L’Invito alla Riflessione della Società Filosofica Italiana: Il Pensiero Debole di Gianni Vattimo, un approccio filosofico alla sfida dell’attualità

di Loredana Biaggi

vattimo

Gli ormai consueti incontri con la S.F.I. sezione viterbese “Pasquale Picone” continuano offrendo ogni volta l’occasione di un confronto conviviale e piacevole, oltre che interessante,  su temi che attingono contenuti da problematiche filosofiche, le quali  offrono sempre trasversalmente uno sguardo sulla modernità. Per gli amanti della materia questa volta la società propone la stimolante esplorazione del pensiero di un filosofo contemporaneo, Gianni Vattimo, scomparso nel settembre dello scorso anno  e che  è stato il più noto esponente del cosiddetto “pensiero debole”, perché ha teorizzato l’impossibilità della metafisica e la conseguente relativizzazione di ogni possibile filosofia. L’incontro si svolgerà venerdì 22 marzo, dalle 17.00 in poi, presso la Libreria Etruria, a via Matteotti, 67, in Viterbo.

Sarà il Prof. Gabriele Ametrano, laureatosi a Roma e ora studente del corso di laurea magistrale di Filosofia, ad introdurre il dibattito sul pensiero del filosofo, che alimenta un interessante e attuale confronto di idee sul senso della verità, oggi più che mai contemporaneo nel mondo della post-verità e dei social. Cosa è un pensiero “debole”? E’ la consapevolezza che è impossibile elaborare sistemi universali  che pretendano di trovare un senso ultimo alle vicende storiche dell’umanità.  E’ l’accettazione definitiva della fine di ogni sapere che tenda a voler essere conclusivo o che possa giustificare l’illusione di dare un significato finale alla storia, contrariamente alla ricerca di Senso che ha contraddistinto la riflessione filosofico-religiosa nel corso dei secoli. Vattimo, studioso di Nietzsche, ci pone di fronte ad un dilemma: il nichilismo che cerca di prendere atto della mancanza di fondamento e di vivere adeguatamente e fino in fondo l’instabilità dell’esistere umano, è la risposta ultima? Può essere questa la risposta, ovvero la frammentazione dell’io e il dubbio come unico valore immobilizzante, incapace di costruire una società unita e stabile? Potrebbe questo  messaggio di una sostanziale equivalenza universale,  che va a distruggere qualsiasi criterio per distinguere il vero dal falso, il giusto dall’ingiusto, il bello dal brutto, scatenare fenomeni come l’ atomizzazione etica di massa (ognuno la pensa come gli pare), o come la  trasformazione  della vita sociale nella ricerca del proprio utile vista l’impossibilità di  individuare valori oggettivi e validi per tutti gli uomini? Come non pensare all’intuizione di Dostoevskij , per cui “se si nega Dio, tutto è possibile”?

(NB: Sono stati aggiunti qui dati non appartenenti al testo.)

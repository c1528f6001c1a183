use std::path::{Path, PathBuf};
use std::time::Duration;

use relay_engine::RelayConfig;
use serde::Deserialize;
use tracing::debug;

use crate::cli::Args;
use crate::error::{AppError, Result};

/// Name of the application directory created in the working directory.
pub const DEFAULT_APP_DIR_NAME: &str = ".fmgo";

/// Settings read from the optional TOML file and overridden by CLI flags.
#[derive(Debug, Clone, Default, PartialEq, Eq, Deserialize)]
#[serde(default, rename_all = "snake_case")]
pub struct AppConfig {
    pub app_dir: Option<PathBuf>,
    pub player: Option<String>,
    pub player_args: Vec<String>,
    pub log_filter: Option<String>,
    pub user_agent: Option<String>,
    pub request_timeout_secs: Option<u64>,
}

impl AppConfig {
    pub fn default_path() -> Option<PathBuf> {
        dirs::config_dir().map(|dir| dir.join("fmrelay").join("config.toml"))
    }

    /// Load the configuration file.
    ///
    /// An explicit path must exist. Without one, the default location is used
    /// when present and built-in defaults otherwise.
    pub fn load(path: Option<&Path>) -> Result<Self> {
        let path = match path {
            Some(path) => path.to_path_buf(),
            None => match Self::default_path().filter(|p| p.is_file()) {
                Some(path) => path,
                None => return Ok(Self::default()),
            },
        };

        debug!(path = %path.display(), "Loading configuration");
        let content = std::fs::read_to_string(&path).map_err(|e| {
            AppError::Config(format!("failed to read {}: {e}", path.display()))
        })?;
        Self::parse(&content)
            .map_err(|e| AppError::Config(format!("invalid {}: {e}", path.display())))
    }

    pub fn parse(content: &str) -> std::result::Result<Self, toml::de::Error> {
        toml::from_str(content)
    }

    /// Apply command line overrides.
    pub fn with_args(mut self, args: &Args) -> Self {
        if let Some(dir) = &args.app_dir {
            self.app_dir = Some(dir.clone());
        }
        if let Some(player) = &args.player {
            self.player = Some(player.clone());
        }
        if !args.player_args.is_empty() {
            self.player_args = args.player_args.clone();
        }
        if let Some(filter) = &args.log_filter {
            self.log_filter = Some(filter.clone());
        }
        self
    }

    pub fn app_dir(&self) -> PathBuf {
        self.app_dir
            .clone()
            .unwrap_or_else(|| PathBuf::from(DEFAULT_APP_DIR_NAME))
    }

    pub fn temp_dir(&self) -> PathBuf {
        self.app_dir().join("temp")
    }

    pub fn log_dir(&self) -> PathBuf {
        self.app_dir().join("logs")
    }

    /// Create the temp and log directories.
    pub fn prepare_dirs(&self) -> Result<()> {
        for dir in [self.temp_dir(), self.log_dir()] {
            std::fs::create_dir_all(&dir).map_err(|e| {
                AppError::Config(format!("failed to create {}: {e}", dir.display()))
            })?;
        }
        Ok(())
    }

    pub fn relay_config(&self) -> RelayConfig {
        let mut builder = RelayConfig::builder().with_temp_dir(self.temp_dir());

        if let Some(player) = &self.player {
            builder = builder.with_player(player.as_str());
        }
        if !self.player_args.is_empty() {
            builder = builder.with_player_args(self.player_args.iter().cloned());
        }
        if let Some(user_agent) = &self.user_agent {
            builder = builder.with_user_agent(user_agent.as_str());
        }
        if let Some(secs) = self.request_timeout_secs {
            builder = builder.with_request_timeout(Duration::from_secs(secs));
        }

        builder.build()
    }
}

La risposta di Vattimo è complessa:  provando ad articolare una sintesi si potrebbe affermare che il filosofo propone un  sapere “debole”  molteplice e poliedrico perché circoscritto nello spazio e nel tempo, il quale solo può  permettere di affrontare costruttivamente i problemi che oggi e in primo luogo nel futuro coinvolgeranno tutti noi perché,  per esempio,  il contenimento del “pensiero forte” serve a contrastare la violenza e a costruire uno spazio sempre più aperto alla libertà, alla tolleranza, ai rapporti con le altre culture. Vale a dire che il filosofo torinese ritiene che solo un progetto filosofico che si riconosca limitato e parziale può aprirsi ad altre forme di sapere, nel rispetto reciproco, proprio come richiedono con sempre maggiore insistenza pluralismo e muticulturalismo.